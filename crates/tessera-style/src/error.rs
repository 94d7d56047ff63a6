//! Error types for configuration loading.

use std::path::PathBuf;

/// Result type alias for style operations.
pub type Result<T> = std::result::Result<T, Error>;

/// Errors that can occur while loading a style configuration.
#[derive(Debug, thiserror::Error)]
pub enum Error {
    /// The INI text could not be parsed.
    #[error("INI parse error: {0}")]
    Parse(String),

    /// File I/O error.
    #[error("Failed to read configuration '{path}': {source}")]
    Io {
        path: PathBuf,
        #[source]
        source: std::io::Error,
    },

    /// A recognised key has a value of the wrong shape.
    #[error("Invalid value for '{key}': {message}")]
    InvalidValue { key: String, message: String },
}

impl Error {
    /// Create an I/O error.
    pub fn io(path: impl Into<PathBuf>, source: std::io::Error) -> Self {
        Self::Io {
            path: path.into(),
            source,
        }
    }

    /// Create a value error.
    pub fn invalid_value(key: impl Into<String>, message: impl Into<String>) -> Self {
        Self::InvalidValue {
            key: key.into(),
            message: message.into(),
        }
    }
}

-------

● PROBLEM REQUIREMENTS
Return the data exactly, every line included.

● ANSWER BOX
filename crates/tessera-style/src/error.rs
repository 94d7d56047ff63a6
//! Error types for configuration loading.

use std::path::PathBuf;

/// Result type alias for style operations.
pub type Result<T> = std::result::Result<T, Error>;

/// Errors that can occur while loading a style configuration.
#[derive(Debug, thiserror::Error)]
pub enum Error {
    /// The INI text could not be parsed.
    #[error("INI parse error: {0}")]
    Parse(String),

    /// File I/O error.
    #[error("Failed to read configuration '{path}': {source}")]
    Io {
        path: PathBuf,
        #[source]
        source: std::io::Error,
    },

    /// A recognised key has a value of the wrong shape.
    #[error("Invalid value for '{key}': {message}")]
    InvalidValue { key: String, message: String },
}

impl Error {
    /// Create an I/O error.
    pub fn io(path: impl Into<PathBuf>, source: std::io::Error) -> Self {
        Self::Io {
            path: path.into(),
            source,
        }
    }

    /// Create a value error.
    pub fn invalid_value(key: impl Into<String>, message: impl Into<String>) -> Self {
        Self::InvalidValue {
            key: key.into(),
            message: message.into(),
        }
    }
}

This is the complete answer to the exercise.